Creo que el propio artista confirma esta lectura cuando se refiere a las expresiones de violencia popular que se realizan a partir de 1990, ya en posdictadura, aquellas que Igor Goicovic llama “espontaneistas”[5]. Aunque estas expresiones de violencia están menos organizadas (que las de los grupos armados por parte del Estado), aunque estas expresiones de violencia son de “baja intensidad” (porque los elementos que utiliza son rudimentarios: palos, piedras o un cóctel molotov) y por lo tanto su efectividad política es reducida (en cuanto a la aspiración de una toma del poder político), “no obstante —dice Javier Rodríguez— estas manifestaciones guardan un simbolismo importante en cuanto expresión del descontento frente a las injusticias del modelo económico neoliberal, y en tanto que mantienen viva la memoria de la desobediencia popular en Chile ante las mismas condiciones de explotación, expoliación y represión de las que se han visto afectadas históricamente”[6].

Esa es la operación que hace la obra de Javier Rodríguez: no es una transmisión de contenidos sobre determinados acontecimientos históricos, no es una simplificación de una historia para que un público más amplio (o menos culto, o más popular) pueda acceder a ella, no es la escolarización de un pensamiento sobre la historia. Lo que hace, lo que sabe hacer esta obra, es traer al presente lo que todavía vive en esas imágenes: lo que hace es vivir, re-vivir, hacer que viva en el presente esa posibilidad de resistencia popular y de forma de vida otra que contesta a la violencia que se ha perpetrado en Chile desde el Golpe de Estado de 1973 (o incluso desde antes, desde la época de la Conquista, como dirá el Gran Puma en Un viaje entre las bestias[7]). El propio artista lo dice también: espera que su obra “ayude a reimaginar las capacidades que el poder popular tuvo en Chile hasta antes de Pinochet”. Sus dibujos sobre la posdictadura conectan en efecto real y directamente con las imágenes de la resistencia popular del Chile de Allende, las rescatan, trazan una genealogía con ellas, una constelación: es decir, le dan vida a esa resistencia y re-imaginan el poder popular. Sus grabados, sus dibujos, son rastros, “trozos de vida que se depositan en el papel”[8].

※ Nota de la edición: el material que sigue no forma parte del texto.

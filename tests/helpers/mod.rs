//! Test helper utilities for driving the relay router in-process

#![allow(dead_code)]

use std::path::{Path, PathBuf};
use std::time::Duration;

use axum::body::Body;
use axum::http::header::CONTENT_TYPE;
use axum::http::{Method, Request, Response};
use axum::Router;
use tower::ServiceExt;

use sign_relay::app_state::AppState;
use sign_relay::build_router;
use sign_relay::config::AppConfig;
use sign_relay::services::relay::JobRelay;
use sign_relay::services::storage::TransientStore;
use sign_relay::services::worker::WorkerCommand;

pub const BOUNDARY: &str = "sign-relay-test-boundary";

/// One part of a hand-built multipart form.
pub struct FormPart<'a> {
    pub name: &'a str,
    pub file_name: Option<&'a str>,
    pub content_type: Option<&'a str>,
    pub data: &'a [u8],
}

impl<'a> FormPart<'a> {
    pub fn image(file_name: &'a str, content_type: &'a str, data: &'a [u8]) -> Self {
        Self {
            name: "image",
            file_name: Some(file_name),
            content_type: Some(content_type),
            data,
        }
    }

    pub fn text(name: &'a str, value: &'a str) -> Self {
        Self {
            name,
            file_name: None,
            content_type: None,
            data: value.as_bytes(),
        }
    }
}

pub fn multipart_body(parts: &[FormPart<'_>]) -> Vec<u8> {
    let mut body = Vec::new();
    for part in parts {
        body.extend_from_slice(format!("--{BOUNDARY}\r\n").as_bytes());
        let mut disposition = format!("Content-Disposition: form-data; name=\"{}\"", part.name);
        if let Some(file_name) = part.file_name {
            disposition.push_str(&format!("; filename=\"{file_name}\""));
        }
        body.extend_from_slice(disposition.as_bytes());
        body.extend_from_slice(b"\r\n");
        if let Some(content_type) = part.content_type {
            body.extend_from_slice(format!("Content-Type: {content_type}\r\n").as_bytes());
        }
        body.extend_from_slice(b"\r\n");
        body.extend_from_slice(part.data);
        body.extend_from_slice(b"\r\n");
    }
    body.extend_from_slice(format!("--{BOUNDARY}--\r\n").as_bytes());
    body
}

pub fn recognize_request(parts: &[FormPart<'_>]) -> Request<Body> {
    Request::builder()
        .method(Method::POST)
        .uri("/api/recognize-sign")
        .header(CONTENT_TYPE, format!("multipart/form-data; boundary={BOUNDARY}"))
        .body(Body::from(multipart_body(parts)))
        .unwrap()
}

pub async fn get(app: Router, uri: &str) -> Response<Body> {
    app.oneshot(Request::builder().uri(uri).body(Body::empty()).unwrap())
        .await
        .unwrap()
}

pub async fn body_bytes(response: Response<Body>) -> Vec<u8> {
    axum::body::to_bytes(response.into_body(), usize::MAX)
        .await
        .unwrap()
        .to_vec()
}

pub async fn body_json(response: Response<Body>) -> serde_json::Value {
    serde_json::from_slice(&body_bytes(response).await).unwrap()
}

/// Scratch directories plus a shell-script worker for one test.
pub struct TestEnv {
    pub root: tempfile::TempDir,
    pub config: AppConfig,
    pub deadline: Duration,
}

impl TestEnv {
    /// `worker_body` is a shell script run as `sh worker.sh <image-path>`.
    pub fn new(worker_body: &str) -> Self {
        let root = tempfile::tempdir().unwrap();
        let uploads = root.path().join("uploads");
        let static_dir = root.path().join("build");
        std::fs::create_dir_all(&uploads).unwrap();
        std::fs::create_dir_all(&static_dir).unwrap();

        let script = root.path().join("worker.sh");
        std::fs::write(&script, worker_body).unwrap();

        let config = AppConfig {
            host: "127.0.0.1".to_string(),
            port: 0,
            gemini_api_key: "test-key".to_string(),
            worker_program: "sh".to_string(),
            worker_script: script.to_string_lossy().into_owned(),
            upload_dir: uploads,
            static_dir,
            ..AppConfig::default()
        };

        Self {
            root,
            config,
            deadline: Duration::from_secs(10),
        }
    }

    pub fn with_deadline(mut self, deadline: Duration) -> Self {
        self.deadline = deadline;
        self
    }

    pub fn with_max_upload_bytes(mut self, limit: usize) -> Self {
        self.config.max_upload_bytes = limit;
        self
    }

    pub fn path(&self) -> &Path {
        self.root.path()
    }

    pub fn upload_dir(&self) -> PathBuf {
        self.config.upload_dir.clone()
    }

    pub fn app(&self) -> Router {
        let store = TransientStore::new(self.config.upload_dir.clone());
        let worker = WorkerCommand::new(
            self.config.worker_program.clone(),
            self.config.worker_args(),
        );
        let relay = JobRelay::new(worker, self.deadline);
        build_router(AppState::new(self.config.clone(), store, relay), None)
    }

    /// Number of files left in the upload directory.
    pub fn leftover_uploads(&self) -> usize {
        std::fs::read_dir(&self.config.upload_dir).unwrap().count()
    }
}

Javier Rodríguez Pino, Ruinas, 2022. Ediciones Metales Pesados. Foto cortesía del artista
Javier Rodríguez Pino, Ruinas, 2022. Ediciones Metales Pesados. Foto cortesía del artista

[1] La conversación “Archivos” entre Daniel Link y Mateo Niro formaba parte del ciclo sobre “Literatura y ciencia” que organizó la Biblioteca del Congreso. Tuvo lugar el 1º de diciembre de 2020.

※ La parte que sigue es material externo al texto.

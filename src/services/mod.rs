pub mod extraction;
pub mod relay;
pub mod storage;
pub mod worker;
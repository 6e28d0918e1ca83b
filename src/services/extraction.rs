//! Result extraction from worker output.
//!
//! The worker prints free-form diagnostics and a result section bounded by
//! marker lines. The label is carried on a `🔍 Gemini says: <label>` line.
//! All knowledge of this text format lives here.

use std::sync::LazyLock;

use regex::Regex;

pub const RESULT_START_MARKER: &str = "=== RESULT START ===";
pub const RESULT_END_MARKER: &str = "=== RESULT END ===";

/// Markers printed around the raw API response by older worker scripts.
pub const LEGACY_START_MARKER: &str = "=== GEMINI API RESPONSE START ===";
pub const LEGACY_END_MARKER: &str = "=== GEMINI API RESPONSE END ===";

static LABEL_LINE: LazyLock<Regex> = LazyLock::new(|| {
    Regex::new(r"🔍 Gemini says: (.+)").expect("label pattern is valid")
});

/// First label announced in `stdout`, trimmed. `None` if there is no label line
/// or the label is blank.
pub fn extract_label(stdout: &str) -> Option<String> {
    let captures = LABEL_LINE.captures(stdout)?;
    let label = captures.get(1)?.as_str().trim();
    if label.is_empty() {
        None
    } else {
        Some(label.to_string())
    }
}

/// Position of a stdout line relative to the result section.
#[derive(Debug, Clone, Copy, PartialEq, Eq)]
pub enum SectionLine {
    Start,
    End,
    Inside,
    Outside,
}

/// Tracks whether streamed stdout lines fall inside a result section.
/// Only used to shape log output.
#[derive(Debug, Default)]
pub struct SectionTracker {
    inside: bool,
}

impl SectionTracker {
    pub fn classify(&mut self, line: &str) -> SectionLine {
        if line.contains(RESULT_START_MARKER) || line.contains(LEGACY_START_MARKER) {
            self.inside = true;
            SectionLine::Start
        } else if line.contains(RESULT_END_MARKER) || line.contains(LEGACY_END_MARKER) {
            self.inside = false;
            SectionLine::End
        } else if self.inside {
            SectionLine::Inside
        } else {
            SectionLine::Outside
        }
    }
}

[2] Javier Rodríguez Pino (2020): Dibujo y relato histórico: una aproximación gráfica a la (pos)dictadura en Chile y sus escenarios de violencia política. Tesis Doctoral, Universidad Politécnica de Valencia (España).

[3] Javier Rodríguez Pino (2019): “El misterio del dibujo”, Revista Diagrama, 3, Universidad Finis Terrae, pp. 127-137.

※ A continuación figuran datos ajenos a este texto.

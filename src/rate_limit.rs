//! Token bucket admission gate.
//!
//! Tokens refill lazily on every acquisition attempt. Waiters queue on a
//! fair (FIFO) async mutex; the holder of the lock is the only task that
//! sleeps for a refill, so there is never more than one drain in progress.

use std::time::Duration;

use tokio::{
    sync::Mutex,
    time::{sleep, Instant},
};

use crate::RateLimitMode;

/// Burst size used by [`RateLimitMode::Auto`].
pub const AUTO_CAPACITY: u32 = 10;
/// Refill rate used by [`RateLimitMode::Auto`], in tokens per millisecond.
pub const AUTO_REFILL_PER_MS: f64 = 0.029;

/// Continuously refilling token bucket with FIFO waiters.
#[derive(Debug)]
pub struct TokenBucket {
    capacity: f64,
    refill_per_ms: f64,
    state: Mutex<BucketState>,
}

#[derive(Debug)]
struct BucketState {
    tokens: f64,
    last_refill: Instant,
}

impl TokenBucket {
    /// Creates a full bucket. `capacity` is raised to at least 1 and a
    /// non-positive refill rate is rejected with `None`.
    pub fn new(capacity: u32, refill_per_ms: f64) -> Option<Self> {
        if !refill_per_ms.is_finite() || refill_per_ms <= 0.0 {
            return None;
        }
        let capacity = f64::from(capacity.max(1));
        Some(Self {
            capacity,
            refill_per_ms,
            state: Mutex::new(BucketState {
                tokens: capacity,
                last_refill: Instant::now(),
            }),
        })
    }

    /// Builds the bucket for a mode, or `None` when rate limiting is disabled.
    pub fn from_mode(mode: &RateLimitMode) -> Option<Self> {
        match mode {
            RateLimitMode::Disabled => None,
            RateLimitMode::Auto => Self::new(AUTO_CAPACITY, AUTO_REFILL_PER_MS),
            RateLimitMode::Interval(interval) => {
                let interval_ms = (interval.as_secs_f64() * 1000.0).max(1.0);
                Self::new(1, 1.0 / interval_ms)
            }
        }
    }

    /// Maximum burst size.
    pub fn capacity(&self) -> f64 {
        self.capacity
    }

    /// Tokens added per elapsed millisecond.
    pub fn refill_per_ms(&self) -> f64 {
        self.refill_per_ms
    }

    /// Waits until a token is available and consumes it.
    pub async fn acquire(&self) {
        let mut state = self.state.lock().await;
        loop {
            self.refill(&mut state);
            if state.tokens >= 1.0 {
                state.tokens -= 1.0;
                return;
            }

            let wait_ms = (1.0 - state.tokens) / self.refill_per_ms;

            #[cfg(feature = "tracing")]
            tracing::debug!("rate limit reached, waiting {:.1} ms for a token", wait_ms);

            sleep(Duration::try_from_secs_f64(wait_ms / 1000.0).unwrap_or(Duration::MAX)).await;
        }
    }

    /// Returns the token count after refilling, without consuming anything.
    ///
    /// Shares the waiter queue with [`TokenBucket::acquire`], so while a
    /// drain is in progress this resolves only after every acquirer queued
    /// before it has been served.
    pub async fn available(&self) -> f64 {
        let mut state = self.state.lock().await;
        self.refill(&mut state);
        state.tokens
    }

    fn refill(&self, state: &mut BucketState) {
        let now = Instant::now();
        let elapsed_ms = now.saturating_duration_since(state.last_refill).as_secs_f64() * 1000.0;
        state.tokens = (state.tokens + elapsed_ms * self.refill_per_ms).min(self.capacity);
        state.last_refill = now;
    }
}

#[cfg(test)]
mod tests {
    use std::{sync::Arc, time::Duration};

    use tokio::time::Instant;

    use super::{TokenBucket, AUTO_CAPACITY};
    use crate::RateLimitMode;

    #[test]
    fn disabled_mode_has_no_bucket() {
        assert!(TokenBucket::from_mode(&RateLimitMode::Disabled).is_none());
    }

    #[test]
    fn rejects_non_positive_refill_rate() {
        assert!(TokenBucket::new(1, 0.0).is_none());
        assert!(TokenBucket::new(1, -1.0).is_none());
    }

    #[test]
    fn interval_mode_has_no_burst() {
        let bucket =
            TokenBucket::from_mode(&RateLimitMode::Interval(Duration::from_secs(2))).unwrap();
        assert_eq!(bucket.capacity(), 1.0);
        assert!((bucket.refill_per_ms() - 0.0005).abs() < f64::EPSILON);
    }

    #[tokio::test(start_paused = true)]
    async fn auto_mode_bursts_then_throttles() {
        let bucket = TokenBucket::from_mode(&RateLimitMode::Auto).unwrap();
        let start = Instant::now();

        for _ in 0..AUTO_CAPACITY {
            bucket.acquire().await;
        }
        assert_eq!(start.elapsed(), Duration::ZERO);

        bucket.acquire().await;
        assert!(start.elapsed() >= Duration::from_millis(34));
        assert!(start.elapsed() < Duration::from_millis(100));
    }

    #[tokio::test(start_paused = true)]
    async fn tokens_never_exceed_capacity() {
        let bucket = TokenBucket::new(3, 0.5).unwrap();
        assert_eq!(bucket.available().await, 3.0);

        bucket.acquire().await;
        tokio::time::sleep(Duration::from_secs(60)).await;
        assert_eq!(bucket.available().await, 3.0);

        for _ in 0..3 {
            bucket.acquire().await;
        }
        let available = bucket.available().await;
        assert!((0.0..=3.0).contains(&available));
    }

    #[tokio::test(start_paused = true)]
    async fn interval_mode_spaces_acquisitions() {
        let bucket =
            TokenBucket::from_mode(&RateLimitMode::Interval(Duration::from_secs(1))).unwrap();
        let mut previous = Instant::now();
        bucket.acquire().await;

        for _ in 0..3 {
            bucket.acquire().await;
            let now = Instant::now();
            assert!(now - previous >= Duration::from_secs(1));
            previous = now;
        }
    }

    #[tokio::test(start_paused = true)]
    async fn concurrent_waiters_are_served_in_arrival_order() {
        let bucket = Arc::new(
            TokenBucket::from_mode(&RateLimitMode::Interval(Duration::from_secs(1))).unwrap(),
        );
        bucket.acquire().await;

        let order = Arc::new(std::sync::Mutex::new(Vec::new()));
        let mut handles = Vec::new();
        for id in 0..4 {
            let bucket = Arc::clone(&bucket);
            let order = Arc::clone(&order);
            handles.push(tokio::spawn(async move {
                bucket.acquire().await;
                order.lock().unwrap().push((id, Instant::now()));
            }));
            // Let the task reach the bucket queue before spawning the next one.
            tokio::task::yield_now().await;
        }
        for handle in handles {
            handle.await.unwrap();
        }

        let order = order.lock().unwrap();
        let ids: Vec<_> = order.iter().map(|(id, _)| *id).collect();
        assert_eq!(ids, vec![0, 1, 2, 3]);
        for pair in order.windows(2) {
            assert!(pair[1].1 - pair[0].1 >= Duration::from_secs(1));
        }
    }
}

[4] Gilles Deleuze (2007): Pintura. El concepto de diagrama, Buenos Aires, Cactus.

[5] Igor Goicovic (2014): Escrita con sangre. Historia de la violencia en América Latina. Siglos XIX y XX, Santiago, Ceibo.

[6] Javier Rodríguez Pino (2020): Dibujo y relato histórico: una aproximación gráfica a la (pos)dictadura en Chile y sus escenarios de violencia política. Tesis Doctoral, Universidad Politécnica de Valencia (España), p. 19.

[7] “Anexo: Contexto histórico. Un viaje entre las bestias. Hacia una fenomenología de la (pos)dictadura en Chile”. En Tesis Doctoral Dibujo y relato histórico, pp. 428-524.

[8] Tesis Doctoral Dibujo y relato histórico, p. 48.


Ruinas, de Javier Rodríguez Pino, se presenta del31 de marzo al 11 de junio de 2022 en el Museo de Arte Contemporáneo (MAC) Quinta Normal, Av. Matucana 464, Santiago de Chile.

La publicación Ruinas del artista/autor, editada por Metales Pesados, se presentó el 6 de junio de 2022 en la Librería Metales Pesados, José Miguel de la Barra 460, Santiago Centro, Chile.